A friend and I drive to a nursery on a back road in Plainfield, VT, through fields that seem impossibly green. The trees have barely begun to bud. I buy a snowdrift crabapple tree there. The tree is so tall that my friend and I spend some time carefully nudging it into the back of my Subaru.
I’ve met the staff on my annual pilgrimage there. They all speak quietly, as if our words might disturb the rows of potted currents and grapes. I ask again for planting advice. As I listen, I suddenly realize I’ve gone at this tree planting and cultivating thing all wrong. Beneath my trees, I should create a forest garden of duff and broken up straw and that humus-y compost that plants must love like chocolate. Daffodils bloom in the gardens beneath their trees.

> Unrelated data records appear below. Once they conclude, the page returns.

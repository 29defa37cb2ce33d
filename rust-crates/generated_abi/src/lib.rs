use fuels::{
    accounts::wallet::Wallet,
    macros::abigen,
    types::ContractId,
};
use sha2::{
    Digest,
    Sha256,
};

pub mod higher_lower_types {
    use super::*;

    abigen!(Contract(
        name = "HigherLowerContract",
        abi = "rust-crates/generated_abi/abi/higher-lower-abi.json"
    ));
}

const HIGHER_LOWER_ABI: &str = include_str!("../abi/higher-lower-abi.json");

/// Hex sha256 of the interface description the bindings were generated from.
pub fn abi_hash() -> String {
    let mut hasher = Sha256::new();
    hasher.update(HIGHER_LOWER_ABI.as_bytes());
    format!("{:x}", hasher.finalize())
}

pub fn contract_instance(
    id: ContractId,
    wallet: Wallet,
) -> higher_lower_types::HigherLowerContract<Wallet> {
    higher_lower_types::HigherLowerContract::new(id, wallet)
}
use crate::{
    binding::{
        FuelGameContract,
        GameContract,
    },
    config::AppConfig,
    connector::{
        ConnectedWallet,
        WalletAuthorizer,
        WalletConnector,
    },
    game::{
        GameController,
        HistoryJob,
        HistoryOutcome,
        PlayJob,
        PlayOutcome,
    },
    ui,
};
use color_eyre::eyre::{
    Result,
    WrapErr,
};
use tokio::sync::mpsc;
use tracing::{
    debug,
    warn,
};

/// Results of spawned work, applied on the UI loop.
pub enum JobEvent<S> {
    Connected(Result<ConnectedWallet<S>>),
    History(HistoryOutcome),
    PlayFinished(PlayOutcome),
}

pub struct App<C: GameContract, W> {
    controller: GameController<C>,
    authorizer: W,
    wallet_name: String,
    network_url: String,
    connecting: bool,
    jobs_tx: mpsc::UnboundedSender<JobEvent<C::Signer>>,
}

impl<C, W> App<C, W>
where
    C: GameContract,
    W: WalletAuthorizer<Signer = C::Signer>,
{
    pub fn new(
        controller: GameController<C>,
        authorizer: W,
        wallet_name: impl Into<String>,
        network_url: impl Into<String>,
    ) -> (Self, mpsc::UnboundedReceiver<JobEvent<C::Signer>>) {
        let (jobs_tx, jobs_rx) = mpsc::unbounded_channel();
        let app = Self {
            controller,
            authorizer,
            wallet_name: wallet_name.into(),
            network_url: network_url.into(),
            connecting: false,
            jobs_tx,
        };
        (app, jobs_rx)
    }

    pub fn controller(&self) -> &GameController<C> {
        &self.controller
    }

    fn spawn_connect(&self, password: String) {
        let authorizer = self.authorizer.clone();
        let tx = self.jobs_tx.clone();
        tokio::spawn(async move {
            let result = authorizer.authorize(password).await;
            if tx.send(JobEvent::Connected(result)).is_err() {
                debug!("ui loop gone before wallet connected");
            }
        });
    }

    fn spawn_history(&mut self, job: Option<HistoryJob<C>>) {
        let Some(job) = job else {
            return;
        };
        self.controller.set_status("Loading sessions...");
        let tx = self.jobs_tx.clone();
        tokio::spawn(async move {
            let outcome = job.run().await;
            if tx.send(JobEvent::History(outcome)).is_err() {
                debug!("ui loop gone before history loaded");
            }
        });
    }

    fn spawn_play(&self, job: PlayJob<C>) {
        let tx = self.jobs_tx.clone();
        tokio::spawn(async move {
            let outcome = job.run().await;
            if tx.send(JobEvent::PlayFinished(outcome)).is_err() {
                debug!("ui loop gone before play finished");
            }
        });
    }

    pub fn handle_user_event(&mut self, event: ui::UserEvent) {
        match event {
            ui::UserEvent::Quit | ui::UserEvent::Redraw => {}
            ui::UserEvent::Connect { password } => {
                if self.connecting || self.controller.connection().active {
                    return;
                }
                self.connecting = true;
                self.controller.set_status("Connecting...");
                self.spawn_connect(password);
            }
            ui::UserEvent::Play => {
                if let Some(job) = self.controller.begin_play() {
                    self.spawn_play(job);
                }
            }
            ui::UserEvent::Reload => {
                let job = self.controller.history_job();
                self.spawn_history(job);
            }
        }
    }

    pub fn apply_job_event(&mut self, event: JobEvent<C::Signer>) {
        match event {
            JobEvent::Connected(result) => {
                self.connecting = false;
                let job = self.controller.apply_connection(result);
                self.spawn_history(job);
            }
            JobEvent::History(outcome) => self.controller.apply_history(outcome),
            JobEvent::PlayFinished(outcome) => {
                let job = self.controller.finish_play(outcome);
                self.spawn_history(job);
            }
        }
    }

    fn draw(&self, ui_state: &mut ui::UiState) -> Result<()> {
        let view = ui::ViewModel::new(
            &self.controller,
            &self.wallet_name,
            &self.network_url,
            self.connecting,
        );
        ui::draw(ui_state, &view)
    }
}

pub async fn run_app(config: AppConfig) -> Result<()> {
    let AppConfig {
        network,
        wallet,
        contract,
        allowed_chain_ids,
        decimals,
    } = config;
    let wallet_name = wallet.name.clone();
    let connector = WalletConnector::new(network.url(), allowed_chain_ids, wallet);
    let controller = GameController::<FuelGameContract>::new(
        contract.map(|target| target.contract_id),
        decimals,
    )
    .with_history_start(contract.map_or(0, |target| target.start_height));
    let (app, jobs_rx) = App::new(controller, connector, wallet_name, network.url());

    let mut ui_state = ui::UiState::default();
    let mut input_events = ui::input_event_stream();

    tracing::info!(network = network.url(), "Starting UI");
    ui::terminal_enter(&mut ui_state)?;
    let res = run_loop(app, jobs_rx, &mut ui_state, &mut input_events).await;
    ui::terminal_exit()?;
    res
}

async fn run_loop<C, W>(
    mut app: App<C, W>,
    mut jobs_rx: mpsc::UnboundedReceiver<JobEvent<C::Signer>>,
    ui_state: &mut ui::UiState,
    input_events: &mut ui::InputEventReceiver,
) -> Result<()>
where
    C: GameContract,
    W: WalletAuthorizer<Signer = C::Signer>,
{
    app.draw(ui_state).wrap_err("initial draw failed")?;
    loop {
        tokio::select! {
            maybe_job = jobs_rx.recv() => {
                let Some(job) = maybe_job else {
                    warn!("job channel closed");
                    break;
                };
                app.apply_job_event(job);
                app.draw(ui_state).wrap_err("draw after job update failed")?;
            }
            _ = tokio::signal::ctrl_c() => {
                break;
            }
            raw_ev = ui::next_raw_event(input_events) => {
                let event = raw_ev?;
                let connected = app.controller.connection().active;
                let Some(ev) =
                    ui::interpret_event(ui_state, &mut app.controller.form, connected, event)
                else {
                    continue;
                };
                if matches!(ev, ui::UserEvent::Quit) {
                    break;
                }
                app.handle_user_event(ev);
                app.draw(ui_state).wrap_err("draw after input failed")?;
            }
        }
    }
    tracing::info!("Leaving UI");
    Ok(())
}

I expect the staff has told me this before, but for whatever I reason I didn’t listen, or their advice drifted the way of so many words.
All the way home and all afternoon, I keep thinking about these woodland gardens and about a Raymond Carver story, “A Small Good Thing.” Two years plus into the pandemic, in this jumbled world, a small good thing….
That night, my teenager comes home and suggests we get a creemee. Friday night, and there’s no one out. We stand under the moon, licking ice cream cones, the peeper screeching in the swamp behind the pizza joint. A small good thing.